*** RECORDS FOR THIS TASK ***

//! Model capabilities - predict and transform
//!
//! The pipeline only sees these traits, so a fitted linear model, a
//! scaler, or a test closure can all be plugged in.

use ndarray::ArrayD;
use thiserror::Error;

use crate::features::FeatureMatrix;

/// Failure raised by a model or scaler call
#[derive(Debug, Clone, PartialEq, Error)]
pub enum ModelError {
    #[error("X has {got} features, but {estimator} is expecting {expected} features as input.")]
    FeatureCountMismatch {
        estimator: &'static str,
        got: usize,
        expected: usize,
    },

    #[error("Input contains NaN or infinity at row {row}, column {column}.")]
    NonFiniteInput { row: usize, column: usize },

    #[error("{0}")]
    Other(String),
}

/// `predict(matrix) -> values`, one value per row.
///
/// The output may have any dimensionality; the pipeline flattens it in
/// row-major order.
pub trait Predictor: Send + Sync {
    fn predict(&self, x: &FeatureMatrix) -> Result<ArrayD<f64>, ModelError>;

    fn name(&self) -> &str {
        "predictor"
    }
}

/// `transform(matrix) -> matrix`, a fitted rescaling of the features.
pub trait Transformer: Send + Sync {
    fn transform(&self, x: &FeatureMatrix) -> Result<FeatureMatrix, ModelError>;

    fn name(&self) -> &str {
        "transformer"
    }
}

impl<F> Predictor for F
where
    F: Fn(&FeatureMatrix) -> Result<ArrayD<f64>, ModelError> + Send + Sync,
{
    fn predict(&self, x: &FeatureMatrix) -> Result<ArrayD<f64>, ModelError> {
        self(x)
    }
}

/// Wraps a closure as a [`Transformer`].
///
/// Closures already implement [`Predictor`], and the two signatures differ
/// only in return type, so transforms need an explicit wrapper.
pub struct FnTransformer<F>(pub F);

impl<F> Transformer for FnTransformer<F>
where
    F: Fn(&FeatureMatrix) -> Result<FeatureMatrix, ModelError> + Send + Sync,
{
    fn transform(&self, x: &FeatureMatrix) -> Result<FeatureMatrix, ModelError> {
        (self.0)(x)
    }
}

/// Reject matrices containing NaN or infinity
pub fn ensure_finite(x: &FeatureMatrix) -> Result<(), ModelError> {
    match x.indexed_iter().find(|(_, v)| !v.is_finite()) {
        Some(((row, column), _)) => Err(ModelError::NonFiniteInput { row, column }),
        None => Ok(()),
    }
}

/// Check the column count against what an estimator was fitted on
pub fn ensure_width(
    x: &FeatureMatrix,
    expected: usize,
    estimator: &'static str,
) -> Result<(), ModelError> {
    if x.ncols() != expected {
        return Err(ModelError::FeatureCountMismatch {
            estimator,
            got: x.ncols(),
            expected,
        });
    }
    Ok(())
}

*** End of RECORDS FOR THIS TASK ***

**TASK REQUIREMENTS**
Each and every entry needs to be repeated exactly.

**FINISHED TASK**
//! Model capabilities - predict and transform
//!
//! The pipeline only sees these traits, so a fitted linear model, a
//! scaler, or a test closure can all be plugged in.

use ndarray::ArrayD;
use thiserror::Error;

use crate::features::FeatureMatrix;

/// Failure raised by a model or scaler call
#[derive(Debug, Clone, PartialEq, Error)]
pub enum ModelError {
    #[error("X has {got} features, but {estimator} is expecting {expected} features as input.")]
    FeatureCountMismatch {
        estimator: &'static str,
        got: usize,
        expected: usize,
    },

    #[error("Input contains NaN or infinity at row {row}, column {column}.")]
    NonFiniteInput { row: usize, column: usize },

    #[error("{0}")]
    Other(String),
}

/// `predict(matrix) -> values`, one value per row.
///
/// The output may have any dimensionality; the pipeline flattens it in
/// row-major order.
pub trait Predictor: Send + Sync {
    fn predict(&self, x: &FeatureMatrix) -> Result<ArrayD<f64>, ModelError>;

    fn name(&self) -> &str {
        "predictor"
    }
}

/// `transform(matrix) -> matrix`, a fitted rescaling of the features.
pub trait Transformer: Send + Sync {
    fn transform(&self, x: &FeatureMatrix) -> Result<FeatureMatrix, ModelError>;

    fn name(&self) -> &str {
        "transformer"
    }
}

impl<F> Predictor for F
where
    F: Fn(&FeatureMatrix) -> Result<ArrayD<f64>, ModelError> + Send + Sync,
{
    fn predict(&self, x: &FeatureMatrix) -> Result<ArrayD<f64>, ModelError> {
        self(x)
    }
}

/// Wraps a closure as a [`Transformer`].
///
/// Closures already implement [`Predictor`], and the two signatures differ
/// only in return type, so transforms need an explicit wrapper.
pub struct FnTransformer<F>(pub F);

impl<F> Transformer for FnTransformer<F>
where
    F: Fn(&FeatureMatrix) -> Result<FeatureMatrix, ModelError> + Send + Sync,
{
    fn transform(&self, x: &FeatureMatrix) -> Result<FeatureMatrix, ModelError> {
        (self.0)(x)
    }
}

/// Reject matrices containing NaN or infinity
pub fn ensure_finite(x: &FeatureMatrix) -> Result<(), ModelError> {
    match x.indexed_iter().find(|(_, v)| !v.is_finite()) {
        Some(((row, column), _)) => Err(ModelError::NonFiniteInput { row, column }),
        None => Ok(()),
    }
}

/// Check the column count against what an estimator was fitted on
pub fn ensure_width(
    x: &FeatureMatrix,
    expected: usize,
    estimator: &'static str,
) -> Result<(), ModelError> {
    if x.ncols() != expected {
        return Err(ModelError::FeatureCountMismatch {
            estimator,
            got: x.ncols(),
            expected,
        });
    }
    Ok(())
}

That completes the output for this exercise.